◆ INFORMATION GIVEN
//! The drawing facade.
//!
//! [`RenderContext`] is the one value game code talks to: it owns the
//! transform stack, colors, line settings, blend mode, scissor, the active
//! canvas and the stencil emulator, and turns every call into tessellated
//! geometry for its [`Rasterizer`](crate::raster::Rasterizer).
//!
//! Drawable resources ([`Image`], [`Text`], canvases, sprite batches, meshes,
//! particle systems) are plain values passed to [`RenderContext::draw`]
//! through the [`Drawable`] sum type.

mod context;
mod drawable;
mod error;
mod image;
mod state;
mod text;

pub use context::RenderContext;
pub use drawable::Drawable;
pub use error::GraphicsError;
pub use image::{Image, ImageData};
pub use state::{GraphicsState, StackKind};
pub use text::{Align, Font, Glyph, ImageFont, Text, TextLine};
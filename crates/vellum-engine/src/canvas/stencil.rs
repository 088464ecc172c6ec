use crate::coords::ScissorRect;
use crate::paint::{BlendMode, Color};
use crate::raster::{RasterError, Rasterizer, RenderTarget};
use crate::scene::{CommandList, DrawCmd};

use super::Canvas;

/// Comparison between the stencil value of a pixel and the reference value.
///
/// A pixel passes when `stencil <op> reference` holds.
#[derive(Debug, Copy, Clone, Eq, PartialEq, Hash)]
pub enum CompareMode {
    Never,
    Less,
    LessEqual,
    Equal,
    NotEqual,
    GreaterEqual,
    Greater,
    Always,
}

impl CompareMode {
    #[inline]
    pub fn passes(self, stencil: u8, reference: u8) -> bool {
        match self {
            CompareMode::Never => false,
            CompareMode::Less => stencil < reference,
            CompareMode::LessEqual => stencil <= reference,
            CompareMode::Equal => stencil == reference,
            CompareMode::NotEqual => stencil != reference,
            CompareMode::GreaterEqual => stencil >= reference,
            CompareMode::Greater => stencil > reference,
            CompareMode::Always => true,
        }
    }
}

/// What drawing the mask does to the stencil value of covered pixels.
#[derive(Debug, Copy, Clone, Default, Eq, PartialEq, Hash)]
pub enum StencilAction {
    #[default]
    Replace,
    Increment,
    Decrement,
    IncrementWrap,
    DecrementWrap,
    Invert,
}

impl StencilAction {
    /// Stencil value of covered pixels, starting from a cleared (zero) buffer.
    #[inline]
    pub fn mask_value(self, value: u8) -> u8 {
        match self {
            StencilAction::Replace => value,
            StencilAction::Increment | StencilAction::IncrementWrap => 1,
            StencilAction::Decrement => 0,
            StencilAction::DecrementWrap | StencilAction::Invert => u8::MAX,
        }
    }
}

/// An enabled stencil test.
#[derive(Debug, Copy, Clone, Eq, PartialEq, Hash)]
pub struct StencilTest {
    pub compare: CompareMode,
    pub reference: u8,
}

impl StencilTest {
    #[inline]
    pub const fn new(compare: CompareMode, reference: u8) -> Self {
        Self { compare, reference }
    }

    /// Decides how content is composited.
    ///
    /// Pixels covered by the mask hold `mask_value`, the rest hold 0. `None`
    /// means nothing was drawn into the mask.
    pub fn classify(&self, mask_value: Option<u8>) -> TestOutcome {
        let outside = self.compare.passes(0, self.reference);
        let inside = mask_value.map_or(outside, |v| self.compare.passes(v, self.reference));
        match (inside, outside) {
            (true, true) => TestOutcome::Direct,
            (false, false) => TestOutcome::Nothing,
            (true, false) => TestOutcome::Masked(MaskPolarity::Normal),
            (false, true) => TestOutcome::Masked(MaskPolarity::Inverted),
        }
    }
}

/// Which side of the recorded mask keeps content.
#[derive(Debug, Copy, Clone, Eq, PartialEq, Hash)]
pub enum MaskPolarity {
    /// Where the mask was drawn.
    Normal,
    /// Where the mask was not drawn.
    Inverted,
}

#[derive(Debug, Copy, Clone, Eq, PartialEq, Hash)]
pub enum TestOutcome {
    Nothing,
    Direct,
    Masked(MaskPolarity),
}

#[derive(Debug, Copy, Clone)]
struct ActiveTest {
    test: StencilTest,
    destination: RenderTarget,
}

/// Stencil testing emulated with three helper canvases.
///
/// - mask: opaque white where the stencil shape was drawn, transparent elsewhere
/// - inverse: the opposite, built from the recorded commands on first need
///   (or right after recording when eager)
/// - content: everything drawn while a test is enabled
///
/// Ending a test multiplies the chosen mask onto the content, then draws the
/// content onto the target that was active when the test began. The helpers
/// are sized to the target and recreated when that size changes.
#[derive(Debug, Default)]
pub struct StencilEmulator {
    mask: Option<Canvas>,
    inverse: Option<Canvas>,
    content: Option<Canvas>,

    recorded: CommandList,
    mask_value: Option<u8>,
    inverse_valid: bool,
    eager_inverse: bool,

    recording: bool,
    test: Option<ActiveTest>,
}
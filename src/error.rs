//! Error types shared across the crate.
//!
//! Internal modules propagate `HubError`; the HTTP boundary is the single
//! sanitization point and never forwards these messages to clients verbatim.

use thiserror::Error;

/// Crate-wide result alias.
pub type Result<T> = std::result::Result<T, HubError>;

/// Top-level error type for the service.
#[derive(Debug, Error)]
pub enum HubError {
    /// Configuration is missing or malformed at startup.
    #[error("Config error: {0}")]
    Config(String),

    /// KV store (Redis or in-memory backend) failure.
    #[error("KV store error: {0}")]
    Kv(String),

    /// LLM provider failure (request, response parsing, or API error body).
    #[error("LLM provider error: {0}")]
    Llm(String),

    /// Embeddings service failure.
    #[error("Embedding error: {0}")]
    Embedding(String),

    /// Retrieval backend failure (vector index or sparse retriever).
    #[error("Retrieval error: {0}")]
    Retrieval(String),

    /// Input failed validation (oversize query, malformed body).
    #[error("Validation error: {0}")]
    Validation(String),

    /// JSON (de)serialization failure.
    #[error("Serialization error: {0}")]
    Serialization(#[from] serde_json::Error),

    /// Outbound HTTP failure (LLM, embeddings, Turnstile, webhooks).
    #[error("HTTP error: {0}")]
    Http(#[from] reqwest::Error),
}

impl From<redis::RedisError> for HubError {
    fn from(e: redis::RedisError) -> Self {
        HubError::Kv(e.to_string())
    }
}

#[cfg(test)]
mod tests {
    use super::*;

    #[test]
    fn test_display_includes_context() {
        let err = HubError::Kv("connection refused".into());
        assert!(err.to_string().contains("connection refused"));
        assert!(err.to_string().starts_with("KV store error"));
    }

    #[test]
    fn test_serde_error_converts() {
        let bad: std::result::Result<serde_json::Value, _> = serde_json::from_str("{nope");
        let err: HubError = bad.unwrap_err().into();
        assert!(matches!(err, HubError::Serialization(_)));
    }
}
//! Stage graph: the directed walk with conditional early exits.

use tracing::{debug, warn};

use crate::intent::Intent;
use crate::llm::ChatMessage;
use crate::query::{sanitize, vocabulary};
use crate::spend::{pricing, LimitKind, SpendDecision};

use super::state::QueryState;
use super::Pipeline;

/// Terminal classification of a graph walk.
#[derive(Debug)]
pub(crate) enum Verdict {
    /// A cache tier or intent answered; stream it.
    Early(QueryState),
    /// Retrieval found nothing usable (and did not itself fail).
    NoMatch(QueryState),
    /// A fatal error occurred; stream the generic error.
    Failed(QueryState),
    /// The spend pre-flight rejected the request.
    SpendLimited(LimitKind),
    /// All checks passed; generate from this state.
    Generate(QueryState),
}

impl Pipeline {
    /// Walk the stage graph for one query.
    pub(crate) async fn run_graph(
        &self,
        raw_query: String,
        history: Vec<(String, String)>,
    ) -> Verdict {
        let mut state = QueryState::new(raw_query, history);

        self.sanitize_normalize(&mut state);
        self.route(&mut state).await;

        self.prechecks(&mut state).await;
        if state.failed {
            return Verdict::Failed(state);
        }
        if state.early.is_some() {
            return Verdict::Early(state);
        }

        self.semantic_cache_stage(&mut state).await;
        if state.failed {
            return Verdict::Failed(state);
        }
        if state.early.is_some() {
            return Verdict::Early(state);
        }

        self.retrieve_stage(&mut state).await;
        if state.failed {
            return Verdict::Failed(state);
        }
        self.resolve_parents_stage(&mut state).await;

        if state.published_sources.is_empty() {
            return if state.retrieval_failed {
                state.failed = true;
                Verdict::Failed(state)
            } else {
                Verdict::NoMatch(state)
            };
        }

        match self.spend_limit_stage(&mut state).await {
            Some(kind) => Verdict::SpendLimited(kind),
            None => Verdict::Generate(state),
        }
    }

    // ── sanitize_normalize ──────────────────────────────────────────────────

    fn sanitize_normalize(&self, state: &mut QueryState) {
        let max = self.config.max_query_length;
        if let Some(pattern) = sanitize::detect_prompt_injection(&state.raw_query) {
            warn!(pattern = %pattern.as_str(), "prompt injection pattern in query");
        }
        state.sanitized_query = sanitize::sanitize_query_input(&state.raw_query, max);

        let sanitized_history: Vec<(String, String)> = state
            .history
            .iter()
            .map(|(user_turn, assistant_turn)| {
                (
                    sanitize::sanitize_query_input(user_turn, max),
                    sanitize::sanitize_query_input(assistant_turn, max),
                )
            })
            .collect();
        let cap = self.config.max_chat_history_pairs;
        state.truncated_history = if sanitized_history.len() > cap {
            sanitized_history[sanitized_history.len() - cap..].to_vec()
        } else {
            sanitized_history
        };

        state.normalized_query = vocabulary::normalize_keywords(&state.sanitized_query);
    }

    // ── route ───────────────────────────────────────────────────────────────

    async fn route(&self, state: &mut QueryState) {
        if state.truncated_history.is_empty() {
            state.effective_query = state.normalized_query.clone();
            state.effective_history = Vec::new();
            state.is_dependent = false;
            return;
        }

        let outcome = self
            .router
            .route(&state.normalized_query, &state.truncated_history)
            .await;
        state.is_dependent = outcome.is_dependent;
        state.effective_query = outcome.effective_query;
        state.effective_history = if state.is_dependent {
            state.truncated_history.clone()
        } else {
            Vec::new()
        };

        // Router calls are model calls: account them so the ledger reflects
        // real spend, not just generation.
        if self.llm.is_some() {
            let prompt_tokens = pricing::estimate_tokens(&state.normalized_query) + 120;
            let output_tokens = 40;
            let cost = pricing::estimate_cost(prompt_tokens, output_tokens, self.ledger.model());
            self.ledger
                .record_spend(cost, prompt_tokens, output_tokens, 0.0)
                .await;
            crate::metrics::LLM_REQUESTS
                .with_label_values(&["router_classify", "success"])
                .inc();
            crate::metrics::LLM_COST_USD
                .with_label_values(&["router_classify"])
                .inc_by(cost);
        }
    }

    // ── prechecks: intent (T1), FAQ (T2), exact cache (T3), expansion ───────

    async fn prechecks(&self, state: &mut QueryState) {
        // Intent classification is skipped for history-dependent queries:
        // a "thanks" follow-up must not get cache-greeted.
        if self.config.use_intent_classification && !state.is_dependent {
            if let Some(classifier) = &self.intent {
                let (intent, matched_faq, static_response) =
                    classifier.classify(&state.sanitized_query);
                state.intent = Some(intent);
                state.metadata.intent = Some(intent.as_str());

                match intent {
                    Intent::Greeting | Intent::Thanks => {
                        if let Some(response) = static_response {
                            let tier = if intent == Intent::Greeting {
                                "intent_greeting"
                            } else {
                                "intent_thanks"
                            };
                            state.set_early(response.to_string(), Vec::new(), tier);
                            return;
                        }
                    }
                    Intent::FaqMatch => {
                        if let Some(matched) = matched_faq {
                            state.matched_faq = Some(matched.clone());
                            if let Some((answer, sources)) = self.faq_cache.get(&matched).await {
                                state.set_early(answer, sources, "intent_faq_match");
                                return;
                            }
                            crate::metrics::CACHE_LOOKUPS
                                .with_label_values(&["intent_faq_match", "miss"])
                                .inc();
                        }
                    }
                    Intent::Search => {}
                }
            }
        }

        // Exact cache: original query plus effective history.
        if let Some((answer, sources)) = self
            .exact_cache
            .get(&state.sanitized_query, &state.effective_history)
        {
            state.set_early(answer, sources, "exact");
            return;
        }
        crate::metrics::CACHE_LOOKUPS
            .with_label_values(&["exact", "miss"])
            .inc();

        // Short-query expansion happens after the cheap early-outs so a
        // greeting never pays for a model call.
        let mut expanded = state.effective_query.clone();
        if self.config.use_short_query_expansion && !state.is_dependent {
            if let Some(expansion) = self.expander.expand(&state.effective_query).await {
                debug!("short query expanded: '{}' -> '{expansion}'", expanded);
                expanded = expansion;
                state.metadata.short_query_expanded = true;
            }
        }

        // Post-rewrite normalization + entity expansion for retrieval recall.
        let rewritten = vocabulary::expand_entities(&vocabulary::normalize_keywords(&expanded));
        state.metadata.rewritten_query = Some(rewritten.clone());
        state.rewritten_query = rewritten;
    }

    // ── semantic_cache (T4) ─────────────────────────────────────────────────

    async fn semantic_cache_stage(&self, state: &mut QueryState) {
        if state.is_terminal() {
            return;
        }

        // Embedding generation also serves retrieval below.
        if self.config.use_infinity_embeddings || self.config.use_redis_cache {
            if let Some(embedder) = &self.embeddings {
                match embedder.embed(&[state.rewritten_query.clone()]).await {
                    Ok(output) => {
                        if let Some(vector) = output.dense.into_iter().next() {
                            let expected = embedder.dimension();
                            if expected > 0 && vector.len() != expected {
                                warn!(
                                    got = vector.len(),
                                    expected, "query vector dimension mismatch"
                                );
                            }
                            state.query_vector = Some(vector);
                        }
                        if let Some(mut sparse) = output.sparse {
                            state.query_sparse = sparse.pop();
                        }
                    }
                    Err(e) => warn!("query embedding failed: {e}"),
                }
            }
        }

        let Some(vector) = &state.query_vector else {
            return;
        };
        if let Some((answer, sources)) = self.semantic_cache.get(vector).await {
            state.set_early(answer, sources, "semantic");
            return;
        }
        crate::metrics::CACHE_LOOKUPS
            .with_label_values(&["semantic", "miss"])
            .inc();
    }

    // ── retrieve ────────────────────────────────────────────────────────────

    async fn retrieve_stage(&self, state: &mut QueryState) {
        if state.is_terminal() {
            return;
        }

        let outcome = self
            .retriever
            .retrieve(
                &state.rewritten_query,
                state.query_vector.as_deref(),
                state.query_sparse.as_ref(),
            )
            .await;

        let docs = if outcome.failed {
            // History-aware fallback: the effective query already folds in
            // the router's rewrite of any history references.
            state.retrieval_failed = true;
            match &self.fallback_sparse {
                Some(retriever) => match retriever
                    .search(&state.effective_query, self.config.retriever_k)
                    .await
                {
                    Ok(docs) => {
                        if !docs.is_empty() {
                            // The fallback produced usable context.
                            state.retrieval_failed = false;
                        }
                        docs
                    }
                    Err(e) => {
                        warn!("fallback retrieval failed: {e}");
                        Vec::new()
                    }
                },
                None => Vec::new(),
            }
        } else {
            outcome.docs
        };

        state.published_sources = docs.iter().filter(|d| d.is_published()).cloned().collect();
        state.context_docs = docs;
    }

    // ── resolve_parents ─────────────────────────────────────────────────────

    async fn resolve_parents_stage(&self, state: &mut QueryState) {
        if !self.config.use_faq_indexing || state.context_docs.is_empty() {
            return;
        }
        let resolved = self.parents.resolve(std::mem::take(&mut state.context_docs)).await;
        state.published_sources = resolved.iter().filter(|d| d.is_published()).cloned().collect();
        state.context_docs = resolved;
    }

    // ── spend_limit ─────────────────────────────────────────────────────────

    async fn spend_limit_stage(&self, state: &mut QueryState) -> Option<LimitKind> {
        if state.context_docs.is_empty() {
            return None;
        }
        let estimated_cost = {
            let prompt = build_prompt_text(state);
            let input_tokens = pricing::estimate_tokens(&prompt);
            pricing::estimate_cost(input_tokens, super::MAX_OUTPUT_TOKENS as u64, self.ledger.model())
        };
        match self.ledger.check_spend_limit(estimated_cost).await {
            SpendDecision::Allowed { reserved } => {
                state.reserved_cost = reserved;
                None
            }
            SpendDecision::Limited { kind } => Some(kind),
        }
    }
}

/// Reconstruct the full prompt text for token estimation.
pub(crate) fn build_prompt_text(state: &QueryState) -> String {
    let context: String = state
        .context_docs
        .iter()
        .map(|d| d.page_content.as_str())
        .collect::<Vec<_>>()
        .join("\n\n");
    let mut history_text = String::new();
    for (user_turn, assistant_turn) in &state.effective_history {
        history_text.push_str(&format!("User: {user_turn}\n"));
        if !assistant_turn.is_empty() {
            history_text.push_str(&format!("Assistant: {assistant_turn}\n"));
        }
    }
    format!(
        "{}\n\nContext:\n{context}\n\n{history_text}User: {}",
        super::SYSTEM_INSTRUCTION,
        state.sanitized_query
    )
}

/// History messages for the generation call.
pub(crate) fn history_messages(state: &QueryState) -> Vec<ChatMessage> {
    let mut messages = Vec::with_capacity(state.effective_history.len() * 2);
    for (user_turn, assistant_turn) in &state.effective_history {
        messages.push(ChatMessage::user(user_turn.clone()));
        if !assistant_turn.is_empty() {
            messages.push(ChatMessage::assistant(assistant_turn.clone()));
        }
    }
    messages
}

// ============================================================================
// Tests
// ============================================================================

◆ PROBLEM DETAILS
In the listing above, please copy exactly the lines from the first through the one that contains "call into tessellated", and no others.

◆ SOLUTION TO THIS TASK
//! The drawing facade.
//!
//! [`RenderContext`] is the one value game code talks to: it owns the
//! transform stack, colors, line settings, blend mode, scissor, the active
//! canvas and the stencil emulator, and turns every call into tessellated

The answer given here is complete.